**Problem:** Every line with the string "await" should be copied from the data.

(Stored items from a collection)
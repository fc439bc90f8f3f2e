//! Interactive menu over the portal's tabs.
//!
//! Loops until the user quits. A failed API call prints its notice and
//! returns to the menu; only prompt failures (e.g. a closed terminal) end
//! the session.

use civic_portal_models::{
    AssistanceDraft, CategoryFilter, ReportCategory, ReportDraft, SortKey,
};
use civic_portal_store::ReportStore;
use dialoguer::{Confirm, Input, Select};

use crate::commands::{
    announce, like, print_best_practices, print_cases, print_comments, print_links, print_reports,
};
use crate::render::Action;
use crate::{DEFAULT_SHARE_ORIGIN, attachments, render};

/// Top-level tabs of the portal.
enum Tab {
    Reports,
    NewReport,
    Assistance,
    BestPractices,
    Resources,
    Quit,
}

impl Tab {
    const ALL: &[Self] = &[
        Self::Reports,
        Self::NewReport,
        Self::Assistance,
        Self::BestPractices,
        Self::Resources,
        Self::Quit,
    ];

    #[must_use]
    const fn label(&self) -> &'static str {
        match self {
            Self::Reports => "제보 목록",
            Self::NewReport => "새 제보 등록",
            Self::Assistance => "민원 도움",
            Self::BestPractices => "우수 사례",
            Self::Resources => "공식 링크",
            Self::Quit => "종료",
        }
    }
}

/// Actions available on a selected report.
enum ReportAction {
    Like,
    Comments,
    Comment,
    Share,
    Back,
}

impl ReportAction {
    const ALL: &[Self] = &[
        Self::Like,
        Self::Comments,
        Self::Comment,
        Self::Share,
        Self::Back,
    ];

    #[must_use]
    const fn label(&self) -> &'static str {
        match self {
            Self::Like => "공감하기",
            Self::Comments => "댓글 보기",
            Self::Comment => "댓글 쓰기",
            Self::Share => "공유",
            Self::Back => "뒤로",
        }
    }
}

/// Runs the interactive menu until the user quits.
///
/// # Errors
///
/// Returns an error if a user prompt fails.
pub async fn run(store: &mut ReportStore) -> Result<(), Box<dyn std::error::Error>> {
    let labels: Vec<&str> = Tab::ALL.iter().map(Tab::label).collect();

    loop {
        println!();
        let idx = Select::new()
            .with_prompt("시민 제보 포털")
            .items(&labels)
            .default(0)
            .interact()?;

        match Tab::ALL[idx] {
            Tab::Reports => handle_reports(store).await?,
            Tab::NewReport => handle_new_report(store).await?,
            Tab::Assistance => handle_assistance(store).await?,
            Tab::BestPractices => print_best_practices(store),
            Tab::Resources => print_links(store),
            Tab::Quit => return Ok(()),
        }
    }
}

// ---------------------------------------------------------------------------
// Handlers
// ---------------------------------------------------------------------------

/// Shows the filtered report list and lets the user act on one report.
async fn handle_reports(store: &mut ReportStore) -> Result<(), Box<dyn std::error::Error>> {
    let filter = pick_category_filter()?;
    let sort = pick_sort_key()?;

    print_reports(store, filter, sort);

    let reports = store.filtered_reports(filter, sort);
    if reports.is_empty() {
        return Ok(());
    }

    let mut labels: Vec<String> = reports
        .iter()
        .map(|r| format!("#{} {}", r.id, r.title))
        .collect();
    labels.push("뒤로".to_string());

    let idx = Select::new()
        .with_prompt("제보 선택")
        .items(&labels)
        .default(0)
        .interact()?;
    let Some(report) = reports.get(idx) else {
        return Ok(());
    };

    handle_report_action(store, &report.id).await
}

async fn handle_report_action(
    store: &mut ReportStore,
    report_id: &str,
) -> Result<(), Box<dyn std::error::Error>> {
    let labels: Vec<&str> = ReportAction::ALL.iter().map(ReportAction::label).collect();
    let idx = Select::new()
        .with_prompt("작업 선택")
        .items(&labels)
        .default(0)
        .interact()?;

    match ReportAction::ALL[idx] {
        ReportAction::Like => {
            let _ = like(store, report_id).await;
        }
        ReportAction::Comments => {
            let _ = print_comments(store, report_id).await;
        }
        ReportAction::Comment => {
            let content: String = Input::new()
                .with_prompt("댓글")
                .allow_empty(true)
                .interact_text()?;
            if announce(
                Action::SubmitComment,
                store.submit_comment(report_id, &content).await,
            )
            .is_ok()
            {
                let _ = print_comments(store, report_id).await;
            }
        }
        ReportAction::Share => match store.share_url(DEFAULT_SHARE_ORIGIN, report_id) {
            Some(url) => {
                println!("{}", Action::Share.success_message());
                println!("{url}");
            }
            None => eprintln!("{}", Action::Share.failure_message()),
        },
        ReportAction::Back => {}
    }

    Ok(())
}

/// Prompts for a new report and submits it.
async fn handle_new_report(store: &mut ReportStore) -> Result<(), Box<dyn std::error::Error>> {
    let title: String = Input::new().with_prompt("제목").interact_text()?;

    let category_labels: Vec<&str> = ReportCategory::all()
        .iter()
        .map(|c| c.label())
        .collect();
    let category_idx = Select::new()
        .with_prompt("분류")
        .items(&category_labels)
        .default(0)
        .interact()?;
    let category = ReportCategory::all()[category_idx];

    let location: String = Input::new()
        .with_prompt("위치 (선택)")
        .allow_empty(true)
        .interact_text()?;
    let description: String = Input::new().with_prompt("내용").interact_text()?;

    let is_anonymous = Confirm::new()
        .with_prompt("익명으로 제보하시겠습니까?")
        .default(true)
        .interact()?;
    let reporter_name = if is_anonymous {
        None
    } else {
        let name: String = Input::new().with_prompt("이름").interact_text()?;
        Some(name)
    };

    let image_input: String = Input::new()
        .with_prompt("이미지 파일 (쉼표로 구분, 선택)")
        .allow_empty(true)
        .interact_text()?;
    let images = match attachments::load_images(&attachments::parse_path_list(&image_input)) {
        Ok(images) => images,
        Err(e) => {
            eprintln!("{} ({e})", Action::SubmitReport.failure_message());
            return Ok(());
        }
    };

    let draft = ReportDraft {
        title,
        category,
        location: Some(location).filter(|l| !l.trim().is_empty()),
        description,
        is_anonymous,
        reporter_name,
        images,
    };

    if let Ok(report) = announce(Action::SubmitReport, store.submit_report(&draft).await) {
        print!("{}", render::report_card(report, 0, chrono::Utc::now()));
    }
    Ok(())
}

/// Lists assistance cases and optionally files a new request.
async fn handle_assistance(store: &mut ReportStore) -> Result<(), Box<dyn std::error::Error>> {
    print_cases(store);

    let file_new = Confirm::new()
        .with_prompt("민원 도움을 요청하시겠습니까?")
        .default(false)
        .interact()?;
    if !file_new {
        return Ok(());
    }

    let title: String = Input::new().with_prompt("제목").interact_text()?;
    let description: String = Input::new().with_prompt("내용").interact_text()?;
    let applicant: String = Input::new().with_prompt("신청자").interact_text()?;

    let draft = AssistanceDraft {
        title,
        description,
        applicant,
    };
    if let Ok(case) = announce(
        Action::SubmitAssistance,
        store.submit_assistance_case(&draft).await,
    ) {
        print!("{}", render::assistance_case_card(case, chrono::Utc::now()));
    }
    Ok(())
}

// ---------------------------------------------------------------------------
// Pickers
// ---------------------------------------------------------------------------

fn pick_category_filter() -> Result<CategoryFilter, Box<dyn std::error::Error>> {
    let filters: Vec<CategoryFilter> = std::iter::once(CategoryFilter::All)
        .chain(ReportCategory::all().iter().copied().map(CategoryFilter::Only))
        .collect();
    let labels: Vec<&str> = filters
        .iter()
        .map(|f| match f {
            CategoryFilter::All => "전체",
            CategoryFilter::Only(category) => category.label(),
        })
        .collect();

    let idx = Select::new()
        .with_prompt("분류")
        .items(&labels)
        .default(0)
        .interact()?;
    Ok(filters[idx])
}

fn pick_sort_key() -> Result<SortKey, Box<dyn std::error::Error>> {
    let labels: Vec<&str> = SortKey::all()
        .iter()
        .map(|key| match key {
            SortKey::Latest => "최신순",
            SortKey::Likes => "공감순",
            SortKey::Comments => "댓글순",
        })
        .collect();

    let idx = Select::new()
        .with_prompt("정렬")
        .items(&labels)
        .default(1)
        .interact()?;
    Ok(SortKey::all()[idx])
}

**Reply:**
            Tab::Reports => handle_reports(store).await?,
            Tab::NewReport => handle_new_report(store).await?,
            Tab::Assistance => handle_assistance(store).await?,
    handle_report_action(store, &report.id).await
            let _ = like(store, report_id).await;
            let _ = print_comments(store, report_id).await;
                store.submit_comment(report_id, &content).await,
                let _ = print_comments(store, report_id).await;
    if let Ok(report) = announce(Action::SubmitReport, store.submit_report(&draft).await) {
        store.submit_assistance_case(&draft).await,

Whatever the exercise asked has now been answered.